////////////////////////////////////////////////////////////////////////////////////
// I2C test program for Digital Photoreactor Controller using TinyWireS library   //
//                    Run this Master program on an Arduino Uno.                  //
////////////////////////////////////////////////////////////////////////////////////
// This test program is adapted from the TinyWireS stress test program            //
// developed by Scott Hartog: https://github.com/rambo/TinyWire                   //
//                                                                                //
// The master program picks a random number of bytes between 1 and 12.            //
// It then sends that many bytes of randomd data to the AtTiny85 slave.           //
// Then, the master reads that same number of bytes back from the slave.          //
// The recieved data is then compared to the original transmitted data.           //
// The results of this comparison are displayed  in the serial monitor.           //
//  The process is then looped.                                                   //
//                                                                                //
// BREADBOARD SETUP:                                                              //
// Arduino Uno R3 (D18/SDA) = I2C SDA                                             //
//     connect to SDA on slave with external pull-up (~4.7K)                      //
// Arduino Uno R3 (D19/SCL) = I2C SCL                                             //
//     connect to SCL on slave with external pull-up (~4.7K)                      //
// Arduino Uno R3 (D2)                                                            //
//     connect to !RST on slave                                                   //
//     Can alternatively connect !RST on slave to the Ardiuno "!RESET" pin        //
//                                                                                //
////////////////////////////////////////////////////////////////////////////////////

#include <Wire.h>

#define I2C_SLAVE_ADDR  0x26            // i2c slave address (38, 0x26)

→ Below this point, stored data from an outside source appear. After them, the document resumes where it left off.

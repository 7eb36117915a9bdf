//! Untyped Bitrix record representation.
//!
//! Bitrix entities carry a known core (id, audit timestamps) plus an open
//! set of extension keys (`UF_*` user fields, entity-specific columns).
//! Rather than modelling every entity type as its own struct, a record is
//! kept as a flat key/value map and flattened against the warehouse table
//! catalog at upsert time — the catalog, not a Rust type, is the source
//! of truth for which keys survive.

use serde_json::Value;
use std::collections::BTreeMap;

/// A single Bitrix record as returned by the client, before coercion.
#[derive(Debug, Clone, Default, PartialEq)]
pub struct BitrixRecord(pub BTreeMap<String, Value>);

impl BitrixRecord {
    pub fn new() -> Self {
        BitrixRecord(BTreeMap::new())
    }

    pub fn from_map(map: BTreeMap<String, Value>) -> Self {
        BitrixRecord(map)
    }

    /// Constructs a record from a `serde_json::Value`, keeping only
    /// object members (non-object inputs yield an empty record).
    pub fn from_value(value: Value) -> Self {
        match value {
            Value::Object(map) => BitrixRecord(map.into_iter().collect()),
            _ => BitrixRecord::new(),
        }
    }

    /// The raw `ID`/`id` field, if present, before the `id -> bitrix_id`
    /// rename the upsert writer performs.
    pub fn id(&self) -> Option<&Value> {
        self.0.get("ID").or_else(|| self.0.get("id"))
    }

    pub fn get(&self, key: &str) -> Option<&Value> {
        self.0.get(key)
    }

    pub fn insert(&mut self, key: impl Into<String>, value: Value) {
        self.0.insert(key.into(), value);
    }

    pub fn iter(&self) -> impl Iterator<Item = (&String, &Value)> {
        self.0.iter()
    }

    pub fn into_inner(self) -> BTreeMap<String, Value> {
        self.0
    }
}

#[cfg(test)]
mod tests {
    use super::*;
    use serde_json::json;

    #[test]
    fn id_prefers_uppercase_key() {
        let mut rec = BitrixRecord::new();
        rec.insert("ID", json!("42"));
        rec.insert("id", json!("0"));
        assert_eq!(rec.id(), Some(&json!("42")));
    }

    #[test]
    fn from_value_non_object_is_empty() {
        let rec = BitrixRecord::from_value(json!([1, 2, 3]));
        assert!(rec.0.is_empty());
    }
}
pub type Result<T> = std::result::Result<T, bx_core::SyncError>;
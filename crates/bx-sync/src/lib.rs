//! bx-sync: sync orchestration for the Bitrix24 replication pipeline.
//!
//! Ties `bx-client` and `bx-warehouse` together: entity and reference sync
//! services, the two-channel priority queue, the cron scheduler, and the
//! webhook parser/dispatcher. Building blocks only — the daemon and CLI
//! binaries wire these into a running process.

pub mod entity_sync;
pub mod queue;
pub mod reference_sync;
pub mod result;
pub mod scheduler;
pub mod webhook;

pub use entity_sync::{EntitySyncService, SyncOutcome, WebhookOutcome};
pub use queue::{EnqueueOutcome, EnqueueResult, QueueStatus, SyncQueue, SyncTask, TaskType};
pub use queue::{PRIORITY_MANUAL, PRIORITY_REFERENCE, PRIORITY_SCHEDULED, PRIORITY_WEBHOOK};
pub use reference_sync::ReferenceSyncService;
pub use result::Result;
pub use scheduler::Scheduler;
pub use webhook::{dispatch as dispatch_webhook, parse_event as parse_webhook_event, parse_nested_query, WebhookEvent};
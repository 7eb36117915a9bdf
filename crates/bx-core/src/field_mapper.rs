//! Converts Bitrix field metadata into warehouse column definitions.

use std::collections::BTreeMap;

/// A single resolved column definition derived from a Bitrix field.
#[derive(Debug, Clone, PartialEq, Eq)]
pub struct FieldInfo {
    /// Normalized warehouse column name (`lower(field_id)`).
    pub column_name: String,
    /// Original Bitrix field id, preserved for diagnostics.
    pub field_id: String,
    /// SQL type name emitted in `CREATE TABLE`/`ALTER TABLE` statements.
    pub sql_type_name: &'static str,
    /// Human-readable title, emitted as a column comment.
    pub description: Option<String>,
}

impl FieldInfo {
    pub fn new(field_id: &str, bitrix_type: &str, is_multiple: bool, description: Option<String>) -> Self {
        FieldInfo {
            column_name: field_id.to_lowercase(),
            field_id: field_id.to_string(),
            sql_type_name: sql_type_for(bitrix_type, is_multiple),
            description,
        }
    }
}

/// Maps a Bitrix field type name to a warehouse SQL type name.
///
/// Complete list per the field vocabulary; unknown types default to
/// `VARCHAR(255)`. Multi-valued fields (`isMultiple=true`) are always
/// stored as `TEXT` holding a JSON array, regardless of their declared
/// scalar type.
fn sql_type_for(bitrix_type: &str, is_multiple: bool) -> &'static str {
    if is_multiple {
        return "TEXT";
    }
    match bitrix_type {
        "text" | "address" => "TEXT",
        "integer" => "BIGINT",
        "double" | "float" | "money" => "FLOAT",
        "datetime" | "date" => "TIMESTAMP",
        "boolean" => "BOOLEAN",
        "string" | "char" | "url" | "file" | "disk_file" | "employee" | "enumeration" => {
            "VARCHAR(255)"
        }
        t if t.starts_with("crm_") || t.starts_with("iblock_") => "VARCHAR(255)",
        "resourcebooking" | "hlblock" | "video" => "VARCHAR(255)",
        _ => "VARCHAR(255)",
    }
}

/// Picks the best available human title from a Bitrix field metadata
/// object, in priority order: `title`, `formLabel`,
/// `LIST_COLUMN_LABEL.ru`, `EDIT_FORM_LABEL.ru`.
pub fn pick_description(raw: &serde_json::Map<String, serde_json::Value>) -> Option<String> {
    raw.get("title")
        .and_then(|v| v.as_str())
        .or_else(|| raw.get("formLabel").and_then(|v| v.as_str()))
        .or_else(|| {
            raw.get("LIST_COLUMN_LABEL")
                .and_then(|v| v.get("ru"))
                .and_then(|v| v.as_str())
        })
        .or_else(|| {
            raw.get("EDIT_FORM_LABEL")
                .and_then(|v| v.get("ru"))
                .and_then(|v| v.as_str())
        })
        .map(str::to_string)
}

/// Merges a standard field list with user-field entries. Entries in
/// `user_fields` override standard entries that normalize to the same
/// column name, since Bitrix occasionally redefines a standard field as
/// a tenant-specific `UF_*` field.
///
/// A `BTreeMap` (not a `HashMap`) keeps iteration order deterministic by
/// column name, so `CREATE TABLE` emits columns in a stable order across
/// runs.
pub fn merge_fields(
    standard: Vec<FieldInfo>,
    user_fields: Vec<FieldInfo>,
) -> BTreeMap<String, FieldInfo> {
    let mut merged: BTreeMap<String, FieldInfo> = BTreeMap::new();
    for field in standard {
        merged.insert(field.column_name.clone(), field);
    }
    for field in user_fields {
        merged.insert(field.column_name.clone(), field);
    }
    merged
}

/// Stateless field mapper: translates raw Bitrix field metadata (as
/// returned by `crm.*.fields` / `*.userfield.list`) into [`FieldInfo`].
pub struct FieldMapper;

impl FieldMapper {
    /// Builds a [`FieldInfo`] list from a `{field_id: metadata}` map as
    /// returned by `GetEntityFields`.
    pub fn prepare_fields(raw: &serde_json::Map<String, serde_json::Value>) -> Vec<FieldInfo> {
        raw.iter()
            .map(|(field_id, meta)| {
                let obj = meta.as_object().cloned().unwrap_or_default();
                let bitrix_type = obj
                    .get("type")
                    .and_then(|v| v.as_str())
                    .unwrap_or("string");
                let is_multiple = obj
                    .get("isMultiple")
                    .and_then(|v| v.as_bool())
                    .unwrap_or(false);
                FieldInfo::new(field_id, bitrix_type, is_multiple, pick_description(&obj))
            })
            .collect()
    }

    /// Builds a [`FieldInfo`] list from `GetUserFields`, using the same
    /// metadata shape but defaulting the column name to the already
    /// upper-snake `UF_*` field id lowercased.
    pub fn prepare_user_fields(
        raw: &serde_json::Map<String, serde_json::Value>,
    ) -> Vec<FieldInfo> {
        Self::prepare_fields(raw)
    }

    pub fn merge(standard: Vec<FieldInfo>, user_fields: Vec<FieldInfo>) -> BTreeMap<String, FieldInfo> {
        merge_fields(standard, user_fields)
    }
}

#[cfg(test)]
mod tests {
    use super::*;
    use serde_json::json;

    #[test]
    fn maps_known_types() {
        assert_eq!(sql_type_for("string", false), "VARCHAR(255)");
        assert_eq!(sql_type_for("text", false), "TEXT");
        assert_eq!(sql_type_for("integer", false), "BIGINT");
        assert_eq!(sql_type_for("double", false), "FLOAT");
        assert_eq!(sql_type_for("datetime", false), "TIMESTAMP");
        assert_eq!(sql_type_for("boolean", false), "BOOLEAN");
        assert_eq!(sql_type_for("crm_status", false), "VARCHAR(255)");
    }

    #[test]
    fn unknown_type_defaults_to_varchar() {
        assert_eq!(sql_type_for("some_future_type", false), "VARCHAR(255)");
    }

    #[test]
    fn multiple_field_is_always_text() {
        assert_eq!(sql_type_for("integer", true), "TEXT");
    }

    #[test]
    fn empty_field_list_maps_to_empty() {
        let raw = serde_json::Map::new();
        assert!(FieldMapper::prepare_fields(&raw).is_empty());
    }

    #[test]
    fn user_field_overrides_standard_with_same_column_name() {
        let standard = vec![FieldInfo::new("STAGE_ID", "crm_status", false, Some("Stage".into()))];
        let user = vec![FieldInfo::new("stage_id", "string", false, Some("Custom stage".into()))];
        let merged = merge_fields(standard, user);
        assert_eq!(merged.len(), 1);
        assert_eq!(
            merged.get("stage_id").unwrap().description,
            Some("Custom stage".into())
        );
    }

    #[test]
    fn description_priority_order() {
        let raw = json!({
            "formLabel": "Form label",
            "LIST_COLUMN_LABEL": {"ru": "List label"},
        })
        .as_object()
        .unwrap()
        .clone();
        assert_eq!(pick_description(&raw), Some("Form label".to_string()));
    }
}
//! Parser for posix-format symbol dumps (`nm --format=posix`).
//!
//! Each line is either an object header ending in `:` (archive members) or a
//! record `name kind [address] [size]` with hexadecimal address and size.

use crate::model::{Symbol, SymbolKind};
use crate::{StatsError, StatsResult};

/// Parse a whole symbol dump. `origin` names the dumped file in errors.
pub fn parse_symbols(origin: &str, text: &str) -> StatsResult<Vec<Symbol>> {
    let mut symbols = Vec::new();
    for (index, raw) in text.lines().enumerate() {
        let line = raw.trim_end();
        // Blank lines separate archive members in some nm builds.
        if line.is_empty() || line.ends_with(':') {
            continue;
        }
        let symbol = parse_record(line).map_err(|reason| StatsError::MalformedSymbolRecord {
            origin: origin.to_string(),
            line: index + 1,
            text: line.to_string(),
            reason,
        })?;
        symbols.push(symbol);
    }
    Ok(symbols)
}

/// Parse one `name kind [address] [size]` record.
pub fn parse_record(line: &str) -> Result<Symbol, String> {
    let fields: Vec<&str> = line.split_whitespace().collect();
    if !(2..=4).contains(&fields.len()) {
        return Err(format!("expected 2 to 4 fields, found {}", fields.len()));
    }

    let mut kind_chars = fields[1].chars();
    let kind = match (kind_chars.next(), kind_chars.next()) {
        (Some(code), None) => SymbolKind::new(code),
        _ => return Err(format!("kind must be a single character, found {:?}", fields[1])),
    };

    Ok(Symbol {
        address: fields.get(2).map(|field| parse_hex(field)).transpose()?,
        size: fields.get(3).map(|field| parse_hex(field)).transpose()?,
        kind,
        name: fields[0].to_string(),
    })
}

fn parse_hex(field: &str) -> Result<u64, String> {
    u64::from_str_radix(field, 16).map_err(|e| format!("invalid hex value {field:?}: {e}"))
}
//! Size attribution engine.
//!
//! Statically linked objects built with `-ffunction-sections` and linked
//! with `--gc-sections` only contribute the symbols the linker kept. This
//! module works out which part of the final binary each object accounts
//! for:
//! - classify the final binary's symbols into the `used` name set,
//! - attribute each object's symbols against a consumable copy of that set,
//! - re-slice the final binary by specialization namespace for visibility.

use std::collections::{BTreeMap, HashSet};
use std::fmt;

use serde::{Deserialize, Serialize};

use crate::model::{ObjectStats, Symbol};

/// Namespaces holding per-instruction-set copies of SIMD code.
pub const SIMD_NAMESPACES: [&str; 7] =
    ["N_SCALAR", "N_WASM", "N_NEON", "N_PPC8", "N_SSE4", "N_AVX2", "N_AVX3"];

/// Prefix used for namespace rows in reports.
pub const NAMESPACE_ROW_PREFIX: &str = "\\--> ";

/// A final-binary symbol whose kind is neither sized nor ignored.
#[derive(Debug, Clone, PartialEq, Eq, Serialize, Deserialize)]
pub struct KindWarning {
    pub kind: char,
    pub name: String,
}

impl fmt::Display for KindWarning {
    fn fmt(&self, f: &mut fmt::Formatter<'_>) -> fmt::Result {
        write!(f, "Unknown: {} {}", self.kind, self.name)
    }
}

/// Names the final binary retained, plus the symbols that could not be classified.
#[derive(Debug, Clone, Default, PartialEq, Eq)]
pub struct Classification {
    pub used: HashSet<String>,
    pub warnings: Vec<KindWarning>,
}

/// Collect the names of every sized final-binary symbol that occupies
/// binary or static-RAM space. Undefined imports carry no size and never
/// reach the kind check.
pub fn classify_final_symbols(symbols: &[Symbol]) -> Classification {
    let mut classification = Classification::default();
    for sym in symbols {
        if sym.occupied_size().is_none() {
            continue;
        }
        let category = sym.kind.category();
        if category.is_sized() {
            classification.used.insert(sym.name.clone());
        } else if category.is_ignored() {
            continue;
        } else {
            let warning = KindWarning { kind: sym.kind.code(), name: sym.name.clone() };
            classification.warnings.push(warning);
        }
    }
    classification
}

/// Sum every sized symbol per lowercase kind, without any filtering.
pub fn target_size(symbols: &[Symbol]) -> BTreeMap<char, u64> {
    let mut sizes = BTreeMap::new();
    for sym in symbols {
        if let Some(size) = sym.occupied_size() {
            *sizes.entry(sym.kind.folded()).or_insert(0) += size;
        }
    }
    sizes
}

/// Names the final binary kept that have not yet been credited to an object.
///
/// One filter is shared by every object of a target, in link order. Local
/// and weak symbols are removed once credited, since the linker keeps a
/// single copy; plain globals stay, a duplicate global would not link.
/// The result is order-sensitive: the first object defining a weak symbol
/// gets the credit.
#[derive(Debug, Clone, Default, PartialEq, Eq)]
pub struct SymbolFilter {
    remaining: HashSet<String>,
}

impl SymbolFilter {
    pub fn new(used: &HashSet<String>) -> Self {
        Self { remaining: used.clone() }
    }

    pub fn contains(&self, name: &str) -> bool {
        self.remaining.contains(name)
    }

    pub fn len(&self) -> usize {
        self.remaining.len()
    }

    pub fn is_empty(&self) -> bool {
        self.remaining.is_empty()
    }

    /// Credit one object's symbols, consuming the names merged by the linker.
    pub fn attribute(&mut self, symbols: &[Symbol]) -> BTreeMap<char, u64> {
        let mut sizes = BTreeMap::new();
        for sym in symbols {
            let Some(size) = sym.occupied_size() else { continue };
            if !self.remaining.contains(&sym.name) {
                continue;
            }
            if sym.kind.is_local() || sym.kind.category().is_weak() {
                self.remaining.remove(&sym.name);
            }
            *sizes.entry(sym.kind.folded()).or_insert(0) += size;
        }
        sizes
    }
}

/// Attribute every object, in the given order, against one shared filter.
///
/// Returns one counted `ObjectStats` per object, including empty ones.
pub fn attribute_objects<'a, I>(used: &HashSet<String>, objects: I) -> Vec<ObjectStats>
where
    I: IntoIterator<Item = (&'a str, &'a [Symbol])>,
{
    let mut filter = SymbolFilter::new(used);
    objects
        .into_iter()
        .map(|(name, symbols)| ObjectStats::new(name, true, filter.attribute(symbols)))
        .collect()
}

/// The mangled fragment of a namespace tag, e.g. `N_AVX2` -> `6N_AVX2`.
pub fn mangled_marker(tag: &str) -> String {
    format!("{}{}", tag.len(), tag)
}

/// Re-slice the final binary by namespace. Slices never count toward the
/// partition; their symbols are already part of the final binary entry.
pub fn split_namespaces<S: AsRef<str>>(symbols: &[Symbol], namespaces: &[S]) -> Vec<ObjectStats> {
    let mut slices = Vec::new();
    for tag in namespaces {
        let tag = tag.as_ref();
        let marker = mangled_marker(tag);
        if !symbols.iter().any(|sym| sym.name.contains(&marker)) {
            continue;
        }
        let mut sizes = BTreeMap::new();
        for sym in symbols.iter().filter(|sym| sym.name.contains(&marker)) {
            if let Some(size) = sym.occupied_size() {
                *sizes.entry(sym.kind.folded()).or_insert(0) += size;
            }
        }
        if sizes.is_empty() {
            continue;
        }
        slices.push(ObjectStats::new(format!("{NAMESPACE_ROW_PREFIX}{tag}"), false, sizes));
    }
    slices
}

/// Everything the engine derives for one target.
#[derive(Debug, Clone, PartialEq, Eq)]
pub struct Attribution {
    /// The final binary's own totals, the ground truth.
    pub binary: ObjectStats,
    pub namespaces: Vec<ObjectStats>,
    /// One entry per contributing object, in attribution order.
    pub objects: Vec<ObjectStats>,
    pub warnings: Vec<KindWarning>,
}

/// Run the three attribution steps for one target.
pub fn attribute_target<'a, I, S>(
    target: &str,
    binary_symbols: &[Symbol],
    objects: I,
    namespaces: &[S],
) -> Attribution
where
    I: IntoIterator<Item = (&'a str, &'a [Symbol])>,
    S: AsRef<str>,
{
    let classification = classify_final_symbols(binary_symbols);
    Attribution {
        binary: ObjectStats::new(target, false, target_size(binary_symbols)),
        namespaces: split_namespaces(binary_symbols, namespaces),
        objects: attribute_objects(&classification.used, objects),
        warnings: classification.warnings,
    }
}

uint16_t count = 0;       // total number of passes so far
uint16_t error_count = 0; // total errors encountered so far

char c_buf[64]; // for creating messages

void setup()
{

  // init the serial port
  Serial.begin(9600);

  // init the Wire object (for I2C)
  Wire.begin(); 
  
  // wait for slave to finish any init sequence
  delay(2000);
}

void loop()
{
  uint8_t i;
  uint8_t req_rtn;       // num bytes returned by requestFrom() call
  uint8_t rand_byte_count;
  uint8_t out_rand[16];  // data written from master
  uint8_t in_rand[16];   // data read back from slave

  bool mismatch;

  // count total number of request
  count++;

  // compute random number of bytes for this pass
  rand_byte_count = random(16) + 1;

  // force the first three requests to be small so that the tx buffer doesn't overflow
  // instantly and the user can see at least one successful transaction and some
  // mismtaches before the usiTwiSlave.c library hangs on the line "while ( !txCount );".
  if (count <= 3) rand_byte_count = 2;

  // generate, save, and send N random byte values
  Wire.beginTransmission(I2C_SLAVE_ADDR);
  for (i = 0; i < rand_byte_count; i++)
    Wire.write(out_rand[i] = random(256));
  Wire.endTransmission();
  
  // delay 20 milliseconds to accomodate slave onReceive() callback
  // function. The actual time that slave takes is application dependent, but
  // just storing the master's transmitted data does not take
  // anywhere near 20ms.
  delay(20);
  
  // read N bytes from slave
  req_rtn = Wire.requestFrom(I2C_SLAVE_ADDR, (int)rand_byte_count);      // Request N bytes from slave
  for (i = 0; i < req_rtn; i++)
    in_rand[i] = Wire.read();

  // compare in/out data values
  mismatch = false;
  for (i = 0; i < rand_byte_count; i++)
    mismatch = mismatch || (out_rand[i] != in_rand[i]);

  // increment the error counter if the number of byte variables don't match or
  // if the data itself doesn't match
  if (mismatch || (rand_byte_count != req_rtn)) 
  {
    error_count++;
  }

  // The rest of the program just displays the results to the serial port
  
  // display total requests so far and error count so far
  snprintf(c_buf, sizeof(c_buf), "req: %3d,err: %3d", count, error_count);
  Serial.println(c_buf);

  // display the random byte count, the number of bytes read back, and "MATCH"/"MISMATCH"
  snprintf(c_buf, sizeof(c_buf), "size: %2d/%2d,%s", rand_byte_count, req_rtn, rand_byte_count != req_rtn?"MISMATCH  <<--- !!!":"MATCH");
  Serial.println(c_buf);
  
  // display whether the data compare matched or mismatched
  snprintf(c_buf, sizeof(c_buf), "data: %s", mismatch?"MISMATCH  <<--- !!!":"MATCH");
  Serial.println(c_buf);

  // send up to three tx/rx bytes so that random data can be
  // visually verified
  if (rand_byte_count >= 1)
  {
    snprintf(c_buf, sizeof(c_buf), "rand[0]: %02x/%02x", out_rand[0], in_rand[0]);
    Serial.println(c_buf);
  }

  if (rand_byte_count >= 2)
  {
    snprintf(c_buf, sizeof(c_buf), "rand[1]: %02x/%02x", out_rand[1], in_rand[1]);
    Serial.println(c_buf);
  }

  if (rand_byte_count >= 3)
  {
    snprintf(c_buf, sizeof(c_buf), "rand[2]: %02x/%02x", out_rand[2], in_rand[2]);
    Serial.println(c_buf);
  }

  // delay 1 second so user can watch results
  delay(1000);
}